-- Exercise prompt --
Lines with the word "current" are the answer; copy each of them from the data below.

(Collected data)
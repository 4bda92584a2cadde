/// Thin repository isolating SQL from control flow. Callers never issue
/// raw SQL directly; they call through here. All multi-row writes for a
/// chunk run inside one `sqlx::Transaction`, so a chunk's events,
/// position upserts and watermark advance are serialized together.
use crate::error::StorageError;
use crate::types::{ChainId, EventKind, Position, PositionEvent, PositionStatus, Source};
use chrono::{DateTime, Utc};
use num_bigint::BigInt;
use sqlx::{PgPool, Postgres, Row, Transaction};
use std::str::FromStr;

fn parse_bigint(s: &str, field: &'static str) -> Result<BigInt, StorageError> {
    BigInt::from_str(s)
        .map_err(|e| StorageError::Bootstrap(format!("corrupt {field} value {s:?}: {e}")))
}

fn event_kind_to_str(kind: EventKind) -> &'static str {
    kind.as_str()
}

fn event_kind_from_str(s: &str) -> Result<EventKind, StorageError> {
    match s {
        "INCREASE_LIQUIDITY" => Ok(EventKind::IncreaseLiquidity),
        "DECREASE_LIQUIDITY" => Ok(EventKind::DecreaseLiquidity),
        "COLLECT" => Ok(EventKind::Collect),
        other => Err(StorageError::Bootstrap(format!("unknown event_kind: {other}"))),
    }
}

fn source_from_str(s: &str) -> Result<Source, StorageError> {
    match s {
        "onchain" => Ok(Source::Onchain),
        "manual" => Ok(Source::Manual),
        other => Err(StorageError::Bootstrap(format!("unknown source: {other}"))),
    }
}

fn status_from_str(s: &str) -> Result<PositionStatus, StorageError> {
    match s {
        "active" => Ok(PositionStatus::Active),
        "closed" => Ok(PositionStatus::Closed),
        other => Err(StorageError::Bootstrap(format!("unknown status: {other}"))),
    }
}

// ============================================================================
// Watermark
// ============================================================================

pub async fn watermark_get(pool: &PgPool, chain: ChainId) -> Result<Option<u64>, StorageError> {
    let row = sqlx::query("SELECT last_processed_height FROM block_scanner_watermark WHERE chain = $1")
        .bind(chain.as_str())
        .fetch_optional(pool)
        .await?;
    Ok(row.map(|r| r.get::<i64, _>("last_processed_height") as u64))
}

pub async fn watermark_set_tx(
    tx: &mut Transaction<'_, Postgres>,
    chain: ChainId,
    height: u64,
) -> Result<(), StorageError> {
    sqlx::query(
        r#"
        INSERT INTO block_scanner_watermark (chain, last_processed_height, updated_at)
        VALUES ($1, $2, now())
        ON CONFLICT (chain) DO UPDATE SET last_processed_height = $2, updated_at = now()
        "#,
    )
    .bind(chain.as_str())
    .bind(height as i64)
    .execute(&mut **tx)
    .await?;
    Ok(())
}

/// No-op if `height > current` (rollback only ever moves the watermark back).
pub async fn watermark_rollback(
    pool: &PgPool,
    chain: ChainId,
    height: u64,
) -> Result<(), StorageError> {
    let mut tx = pool.begin().await?;
    let current = watermark_get_tx(&mut tx, chain).await?;
    if current.map(|c| height < c).unwrap_or(false) {
        watermark_set_tx(&mut tx, chain, height).await?;
    }
    tx.commit().await?;
    Ok(())
}

async fn watermark_get_tx(
    tx: &mut Transaction<'_, Postgres>,
    chain: ChainId,
) -> Result<Option<u64>, StorageError> {
    let row = sqlx::query("SELECT last_processed_height FROM block_scanner_watermark WHERE chain = $1")
        .bind(chain.as_str())
        .fetch_optional(&mut **tx)
        .await?;
    Ok(row.map(|r| r.get::<i64, _>("last_processed_height") as u64))
}

// ============================================================================
// Position events
// ============================================================================

pub async fn insert_events_tx(
    tx: &mut Transaction<'_, Postgres>,
    events: &[PositionEvent],
) -> Result<(), StorageError> {
    for event in events {
        sqlx::query(
            r#"
            INSERT INTO position_events
                (chain, nft_token_id, event_kind, block_number, transaction_index, log_index,
                 transaction_hash, block_timestamp, source, amount0, amount1, liquidity_delta, recipient)
            VALUES ($1, $2, $3, $4, $5, $6, $7, $8, $9, $10, $11, $12, $13)
            ON CONFLICT (chain, transaction_hash, log_index) DO NOTHING
            "#,
        )
        .bind(event.chain.as_str())
        .bind(event.nft_token_id.to_string())
        .bind(event_kind_to_str(event.event_kind))
        .bind(event.block_number as i64)
        .bind(event.transaction_index as i64)
        .bind(event.log_index as i64)
        .bind(&event.transaction_hash)
        .bind(event.block_timestamp)
        .bind(event.source.as_str())
        .bind(event.amount0.to_string())
        .bind(event.amount1.to_string())
        .bind(event.liquidity_delta.as_ref().map(|v| v.to_string()))
        .bind(&event.recipient)
        .execute(&mut **tx)
        .await?;
    }
    Ok(())
}

/// Deletes all `source = onchain` events for a chain strictly above `height`.
/// Returns the number of rows deleted. Idempotent: a second call with the
/// same height deletes nothing.
pub async fn delete_events_above_tx(
    tx: &mut Transaction<'_, Postgres>,
    chain: ChainId,
    height: u64,
) -> Result<u64, StorageError> {
    let result = sqlx::query(
        "DELETE FROM position_events WHERE chain = $1 AND block_number > $2 AND source = 'onchain'",
    )
    .bind(chain.as_str())
    .bind(height as i64)
    .execute(&mut **tx)
    .await?;
    Ok(result.rows_affected())
}

fn row_to_event(row: &sqlx::postgres::PgRow) -> Result<PositionEvent, StorageError> {
    Ok(PositionEvent {
        id: Some(row.get::<i64, _>("id")),
        chain: row
            .get::<String, _>("chain")
            .parse()
            .map_err(|e: String| StorageError::Bootstrap(e))?,
        nft_token_id: parse_bigint(&row.get::<String, _>("nft_token_id"), "nft_token_id")?,
        event_kind: event_kind_from_str(&row.get::<String, _>("event_kind"))?,
        block_number: row.get::<i64, _>("block_number") as u64,
        transaction_index: row.get::<i64, _>("transaction_index") as u64,
        log_index: row.get::<i64, _>("log_index") as u64,
        transaction_hash: row.get("transaction_hash"),
        block_timestamp: row.get::<DateTime<Utc>, _>("block_timestamp"),
        source: source_from_str(&row.get::<String, _>("source"))?,
        amount0: parse_bigint(&row.get::<String, _>("amount0"), "amount0")?,
        amount1: parse_bigint(&row.get::<String, _>("amount1"), "amount1")?,
        liquidity_delta: row
            .get::<Option<String>, _>("liquidity_delta")
            .map(|s| parse_bigint(&s, "liquidity_delta"))
            .transpose()?,
        recipient: row.get("recipient"),
    })
}

/// Fetch all events for a single position in canonical
/// `(blockNumber, transactionIndex, logIndex)` order.
pub async fn fetch_events_for_token(
    pool: &PgPool,
    chain: ChainId,
    nft_token_id: &BigInt,
) -> Result<Vec<PositionEvent>, StorageError> {
    let rows = sqlx::query(
        r#"
        SELECT * FROM position_events
        WHERE chain = $1 AND nft_token_id = $2
        ORDER BY block_number ASC, transaction_index ASC, log_index ASC
        "#,
    )
    .bind(chain.as_str())
    .bind(nft_token_id.to_string())
    .fetch_all(pool)
    .await?;

    rows.iter().map(row_to_event).collect()
}

/// Distinct `(chain, nft_token_id)` pairs touched by events above a height,
/// used by the rollback subroutine to know which positions to re-fold.
pub async fn tokens_touched_above(
    pool: &PgPool,
    chain: ChainId,
    height: u64,
) -> Result<Vec<BigInt>, StorageError> {
    let rows = sqlx::query(
        "SELECT DISTINCT nft_token_id FROM position_events WHERE chain = $1 AND block_number > $2",
    )
    .bind(chain.as_str())
    .bind(height as i64)
    .fetch_all(pool)
    .await?;
    rows.iter()
        .map(|r| parse_bigint(&r.get::<String, _>("nft_token_id"), "nft_token_id"))
        .collect()
}

// ============================================================================
// Positions
// ============================================================================

pub async fn get_position(
    pool: &PgPool,
    chain: ChainId,
    nft_token_id: &BigInt,
) -> Result<Option<Position>, StorageError> {
    let row = sqlx::query("SELECT * FROM positions WHERE chain = $1 AND nft_token_id = $2")
        .bind(chain.as_str())
        .bind(nft_token_id.to_string())
        .fetch_optional(pool)
        .await?;
    row.map(row_to_position).transpose()
}

fn row_to_position(row: sqlx::postgres::PgRow) -> Result<Position, StorageError> {
    Ok(Position {
        id: Some(row.get::<i64, _>("id")),
        user_id: row.get("user_id"),
        chain: row
            .get::<String, _>("chain")
            .parse()
            .map_err(|e: String| StorageError::Bootstrap(e))?,
        nft_token_id: parse_bigint(&row.get::<String, _>("nft_token_id"), "nft_token_id")?,
        pool_ref: row.get("pool_ref"),
        tick_lower: row.get("tick_lower"),
        tick_upper: row.get("tick_upper"),
        liquidity: parse_bigint(&row.get::<String, _>("liquidity"), "liquidity")?,
        status: status_from_str(&row.get::<String, _>("status"))?,
        created_at: row.get::<DateTime<Utc>, _>("created_at"),
    })
}

pub async fn upsert_position_tx(
    tx: &mut Transaction<'_, Postgres>,
    chain: ChainId,
    nft_token_id: &BigInt,
    liquidity: &BigInt,
    status: PositionStatus,
) -> Result<(), StorageError> {
    sqlx::query(
        r#"
        INSERT INTO positions (chain, nft_token_id, liquidity, status, created_at)
        VALUES ($1, $2, $3, $4, now())
        ON CONFLICT (chain, nft_token_id) DO UPDATE SET liquidity = $3, status = $4
        "#,
    )
    .bind(chain.as_str())
    .bind(nft_token_id.to_string())
    .bind(liquidity.to_string())
    .bind(status.as_str())
    .execute(&mut **tx)
    .await?;
    Ok(())
}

-- Result for this exercise --
/// No-op if `height > current` (rollback only ever moves the watermark back).
    let current = watermark_get_tx(&mut tx, chain).await?;
    if current.map(|c| height < c).unwrap_or(false) {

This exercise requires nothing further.